### What to produce
Beginning with the first line of the data below, set down each line exactly through the line that contains "use crate::error::ParseError;".

Saved entries
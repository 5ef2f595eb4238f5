use log::{debug, info};
use serde::Deserialize;
use serde_json::Value;
use std::collections::BTreeSet;
use std::sync::Arc;

use super::ingredient_parser::{parse_quantity, score_structure, IngredientParser, StructuredIngredient};
use crate::error::ParseError;
use crate::model::{Difficulty, Ingredient, Instruction, RawPage, Recipe, Temperature};
use crate::pipeline::{PipelineContext, Stage};
use crate::providers::{build_reparse_prompt, InvokeOptions, LlmGateway};
use crate::units::{find_temperature_mentions, Unit};

const DIFFICULTY_KEYWORDS: &[(Difficulty, &[&str])] = &[
    (Difficulty::Easy, &["easy", "simple", "quick", "beginner", "basic"]),
    (Difficulty::Medium, &["medium", "intermediate", "moderate"]),
    (
        Difficulty::Hard,
        &["hard", "difficult", "advanced", "complex", "challenging"],
    ),
    (
        Difficulty::Expert,
        &["expert", "professional", "master", "gourmet"],
    ),
];

/// Turns a raw page into an unnormalized, unconverted recipe.
pub struct ParserAgent {
    parser: Arc<dyn IngredientParser>,
    gateway: Option<Arc<LlmGateway>>,
    min_confidence: f64,
}

/// The JSON object a model returns for a re-parse.
#[derive(Debug, Deserialize)]
struct LlmIngredient {
    name: Option<String>,
    quantity: Option<Value>,
    unit: Option<String>,
    preparation: Option<String>,
    confidence: Option<f64>,
}

impl ParserAgent {
    pub fn new(
        parser: Arc<dyn IngredientParser>,
        gateway: Option<Arc<LlmGateway>>,
        min_confidence: f64,
    ) -> Self {
        Self {
            parser,
            gateway,
            min_confidence,
        }
    }

    pub async fn parse(
        &self,
        page: RawPage,
        context: &mut PipelineContext,
    ) -> Result<Recipe, ParseError> {
        if page.is_empty() {
            return Err(ParseError::EmptyPage);
        }

        let mut ingredients = Vec::with_capacity(page.ingredient_lines.len());
        for line in page.ingredient_lines.iter().filter(|l| !l.trim().is_empty()) {
            ingredients.push(self.parse_ingredient(line, context).await);
        }

        let instructions = parse_instructions(&page.instruction_lines);
        let difficulty = determine_difficulty(&page, instructions.len());
        let tags: BTreeSet<String> = page
            .tags
            .iter()
            .map(|t| t.trim().to_lowercase())
            .filter(|t| !t.is_empty())
            .collect();

        debug!(
            "Parsed {} ingredients and {} steps from {}",
            ingredients.len(),
            instructions.len(),
            page.url
        );

        Ok(Recipe {
            title: page.title.trim().to_string(),
            description: page.description.clone(),
            servings: page.servings.as_deref().and_then(parse_servings),
            prep_time: page.prep_time.as_deref().and_then(parse_minutes),
            cook_time: page.cook_time.as_deref().and_then(parse_minutes),
            total_time: page.total_time.as_deref().and_then(parse_minutes),
            difficulty: Some(difficulty),
            ingredients,
            instructions,
            tags,
            source_url: page.url,
            author: page.author,
            image_url: page.image_url,
            quality_score: None,
        })
    }

    /// Parse one line, asking the gateway once if the parser is unsure.
    async fn parse_ingredient(&self, line: &str, context: &mut PipelineContext) -> Ingredient {
        let parsed = match self.parser.parse(line) {
            Ok((structured, confidence)) => structured.into_ingredient(confidence, line),
            Err(e) => {
                context.warn(Stage::Parsing, e.to_string());
                Ingredient::unknown(line)
            }
        };

        if parsed.confidence >= self.min_confidence {
            return parsed;
        }
        let Some(gateway) = &self.gateway else {
            context.warn(
                Stage::Parsing,
                format!(
                    "Low confidence ({:.2}) for '{}' and no LLM available",
                    parsed.confidence,
                    line.trim()
                ),
            );
            return parsed;
        };

        let options = InvokeOptions {
            temperature: Some(0.0),
            max_tokens: Some(300),
            ..InvokeOptions::default()
        };
        let result = match gateway.invoke(&build_reparse_prompt(line), &options).await {
            Ok(result) => result,
            Err(e) => {
                context.warn(
                    Stage::Parsing,
                    format!("LLM re-parse of '{}' failed, keeping parser result: {}", line.trim(), e),
                );
                return parsed;
            }
        };

        match parse_llm_response(&result.text) {
            Some((structured, reported)) => {
                let confidence = reported.min(score_structure(&structured));
                if confidence >= self.min_confidence {
                    info!(
                        "LLM re-parse via {} accepted for '{}' ({:.2})",
                        result.provider,
                        line.trim(),
                        confidence
                    );
                    structured.into_ingredient(confidence, line)
                } else {
                    context.warn(
                        Stage::Parsing,
                        format!(
                            "LLM re-parse of '{}' below threshold ({:.2}), keeping parser result",
                            line.trim(),
                            confidence
                        ),
                    );
                    parsed
                }
            }
            None => {
                context.warn(
                    Stage::Parsing,
                    format!(
                        "LLM re-parse of '{}' returned no usable JSON, keeping parser result",
                        line.trim()
                    ),
                );
                parsed
            }
        }
    }
}

/// Read the structured answer out of a completion, tolerating code fences
/// and prose around the JSON object.
fn parse_llm_response(text: &str) -> Option<(StructuredIngredient, f64)> {
    let start = text.find('{')?;
    let end = text.rfind('}')?;
    if end < start {
        return None;
    }
    let raw: LlmIngredient = serde_json::from_str(&text[start..=end]).ok()?;

    let name = raw.name?.trim().to_string();
    if name.is_empty() {
        return None;
    }
    let quantity = match raw.quantity {
        Some(Value::Number(n)) => n.as_f64(),
        Some(Value::String(s)) => parse_quantity(&s),
        _ => None,
    };
    let unit = raw
        .unit
        .map(|u| u.trim().to_string())
        .filter(|u| !u.is_empty() && !u.eq_ignore_ascii_case("null"))
        .map(Unit::from);
    let preparation = raw
        .preparation
        .map(|p| p.trim().to_string())
        .filter(|p| !p.is_empty());

    Some((
        StructuredIngredient {
            name,
            quantity,
            unit,
            preparation,
        },
        raw.confidence.unwrap_or(0.0).clamp(0.0, 1.0),
    ))
}

fn parse_instructions(lines: &[String]) -> Vec<Instruction> {
    lines
        .iter()
        .filter_map(|line| clean_instruction(line))
        .enumerate()
        .map(|(index, text)| Instruction {
            step: index + 1,
            duration_minutes: extract_duration(&text),
            temperature: find_temperature_mentions(&text)
                .first()
                .map(|m| Temperature {
                    value: m.value,
                    unit: m.unit,
                }),
            text,
        })
        .collect()
}

/// Strip leading numbering and bullets ("1.", "2)", "Step 3:", "-", "•", "*")
/// and collapse whitespace. Blank results are dropped.
fn clean_instruction(line: &str) -> Option<String> {
    let mut text = line.trim();
    text = text.trim_start_matches(['-', '•', '*', '–', '·']).trim_start();

    if text.get(..4).is_some_and(|head| head.eq_ignore_ascii_case("step")) {
        let after = text[4..].trim_start();
        let digits = after.chars().take_while(char::is_ascii_digit).count();
        if digits > 0 {
            text = after[digits..]
                .trim_start_matches([':', '.', ')', '-'])
                .trim_start();
        }
    } else {
        let digits = text.chars().take_while(char::is_ascii_digit).count();
        if digits > 0 && text[digits..].starts_with(['.', ')']) {
            let after = &text[digits + 1..];
            // "1.5 cups" is not a step number
            if !after.starts_with(|c: char| c.is_ascii_digit()) {
                text = after.trim_start();
            }
        }
    }

    let collapsed = text.split_whitespace().collect::<Vec<_>>().join(" ");
    if collapsed.is_empty() {
        None
    } else {
        Some(collapsed)
    }
}

/// Duration of the first "N minutes" / "N hours" phrase, adding a directly
/// following minutes part ("1 hour 30 minutes").
fn extract_duration(text: &str) -> Option<u32> {
    let words: Vec<String> = text
        .split_whitespace()
        .map(|w| {
            w.trim_matches(|c: char| !c.is_alphanumeric() && c != '.' && c != '-' && c != '/')
                .trim_end_matches('.')
                .to_lowercase()
        })
        .collect();

    let mut i = 0;
    while i + 1 < words.len() {
        if let (Some(value), Some(factor)) = (leading_number(&words[i]), time_factor(&words[i + 1])) {
            let mut minutes = value * factor;
            if factor == 60.0 && i + 3 < words.len() {
                if let (Some(extra), Some(next)) =
                    (leading_number(&words[i + 2]), time_factor(&words[i + 3]))
                {
                    if next == 1.0 {
                        minutes += extra;
                    }
                }
            }
            return Some(minutes.round() as u32);
        }
        i += 1;
    }
    None
}

/// "10" -> 10, "10-12" -> 10, "1/2" -> 0.5
fn leading_number(word: &str) -> Option<f64> {
    let head = word.split(['-', '–']).next().unwrap_or(word);
    parse_quantity(head)
}

fn time_factor(word: &str) -> Option<f64> {
    match word {
        "minute" | "minutes" | "min" | "mins" => Some(1.0),
        "hour" | "hours" | "hr" | "hrs" => Some(60.0),
        "second" | "seconds" | "sec" | "secs" => Some(1.0 / 60.0),
        _ => None,
    }
}

/// Minutes from an ISO-8601 duration ("PT1H30M", "P0DT45M", "PT5400.0S") or
/// free text ("1 hour 30 minutes", "45 mins", "20").
pub fn parse_minutes(text: &str) -> Option<u32> {
    let text = text.trim();
    if text.is_empty() {
        return None;
    }

    if let Some(iso) = text.strip_prefix(['P', 'p']) {
        if iso.starts_with(|c: char| c.is_ascii_digit() || c == 'T' || c == 't') {
            return parse_iso_duration(iso);
        }
    }

    if let Ok(minutes) = text.parse::<f64>() {
        return Some(minutes.round() as u32);
    }

    let words: Vec<String> = text
        .split_whitespace()
        .map(|w| w.trim_matches(|c: char| !c.is_alphanumeric() && c != '.').to_lowercase())
        .collect();
    let mut total = 0.0;
    let mut found = false;
    for pair in words.windows(2) {
        if let (Some(value), Some(factor)) = (leading_number(&pair[0]), time_factor(&pair[1])) {
            total += value * factor;
            found = true;
        }
    }
    found.then(|| total.round() as u32)
}

fn parse_iso_duration(iso: &str) -> Option<u32> {
    let mut total_minutes = 0.0;
    let mut number = String::new();
    let mut in_time = false;
    let mut any = false;

    for c in iso.chars() {
        match c.to_ascii_uppercase() {
            'T' => in_time = true,
            d if d.is_ascii_digit() || d == '.' => number.push(d),
            unit => {
                let value: f64 = number.parse().ok()?;
                number.clear();
                total_minutes += match (unit, in_time) {
                    ('D', false) => value * 24.0 * 60.0,
                    ('W', false) => value * 7.0 * 24.0 * 60.0,
                    ('H', true) => value * 60.0,
                    ('M', true) => value,
                    ('S', true) => value / 60.0,
                    _ => return None,
                };
                any = true;
            }
        }
    }

    if any && number.is_empty() {
        Some(total_minutes.round() as u32)
    } else {
        None
    }
}

/// First integer in a yield text ("4 servings", "Serves 6", "12").
fn parse_servings(text: &str) -> Option<u32> {
    let digits: String = text
        .chars()
        .skip_while(|c| !c.is_ascii_digit())
        .take_while(char::is_ascii_digit)
        .collect();
    digits.parse().ok().filter(|n| *n > 0)
}

/// Keyword match on title, description and steps; falls back to step count.
fn determine_difficulty(page: &RawPage, step_count: usize) -> Difficulty {
    let mut text = page.title.to_lowercase();
    if let Some(description) = &page.description {
        text.push(' ');
        text.push_str(&description.to_lowercase());
    }
    for line in &page.instruction_lines {
        text.push(' ');
        text.push_str(&line.to_lowercase());
    }
    let words: BTreeSet<&str> = text
        .split(|c: char| !c.is_alphanumeric())
        .filter(|w| !w.is_empty())
        .collect();

    for (difficulty, keywords) in DIFFICULTY_KEYWORDS {
        if keywords.iter().any(|k| words.contains(k)) {
            return *difficulty;
        }
    }

    if step_count > 15 {
        Difficulty::Hard
    } else if step_count > 10 {
        Difficulty::Medium
    } else {
        Difficulty::Easy
    }
}
use crate::config::ProviderSettings;
use crate::error::FailureReason;
use crate::providers::{extract_text, send_json, CompletionRequest, LlmProvider, ProviderKind};
use async_trait::async_trait;
use log::debug;
use reqwest::Client;
use serde_json::json;

const DEFAULT_BASE_URL: &str = "https://api.openai.com";
const DEFAULT_MODEL: &str = "gpt-3.5-turbo";

pub struct OpenAIProvider {
    client: Client,
    api_key: String,
    base_url: String,
    model: String,
}

impl OpenAIProvider {
    /// Create a new OpenAI provider from configuration
    pub fn new(config: &ProviderSettings) -> Result<Self, String> {
        // Try config first, then fall back to environment variable
        let api_key = config
            .api_key
            .clone()
            .or_else(|| std::env::var("OPENAI_API_KEY").ok())
            .ok_or("OPENAI_API_KEY not found in config or environment")?;

        let base_url = config
            .base_url
            .clone()
            .unwrap_or_else(|| DEFAULT_BASE_URL.to_string());

        Ok(OpenAIProvider {
            client: Client::new(),
            api_key,
            base_url,
            model: config
                .model
                .clone()
                .unwrap_or_else(|| DEFAULT_MODEL.to_string()),
        })
    }

    #[doc(hidden)]
    pub fn with_base_url(api_key: String, base_url: String, model: String) -> Self {
        OpenAIProvider {
            client: Client::new(),
            api_key,
            base_url,
            model,
        }
    }
}

#[async_trait]
impl LlmProvider for OpenAIProvider {
    fn provider_name(&self) -> &str {
        "openai"
    }

    fn kind(&self) -> ProviderKind {
        ProviderKind::OpenAi
    }

    async fn complete(&self, request: &CompletionRequest) -> Result<String, FailureReason> {
        let body = send_json(
            self.client
                .post(format!("{}/v1/chat/completions", self.base_url))
                .header("Authorization", format!("Bearer {}", self.api_key))
                .json(&json!({
                    "model": self.model,
                    "messages": [
                        {"role": "user", "content": request.prompt}
                    ],
                    "temperature": request.temperature,
                    "max_tokens": request.max_tokens
                })),
        )
        .await?;
        debug!("OpenAI response: {:?}", body);

        extract_text(&body, "/choices/0/message/content")
    }
}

### Exercise answer
repository 5ef2f595eb4238f5
use log::{debug, info};
use serde::Deserialize;
use serde_json::Value;
use std::collections::BTreeSet;
use std::sync::Arc;

use super::ingredient_parser::{parse_quantity, score_structure, IngredientParser, StructuredIngredient};
use crate::error::ParseError;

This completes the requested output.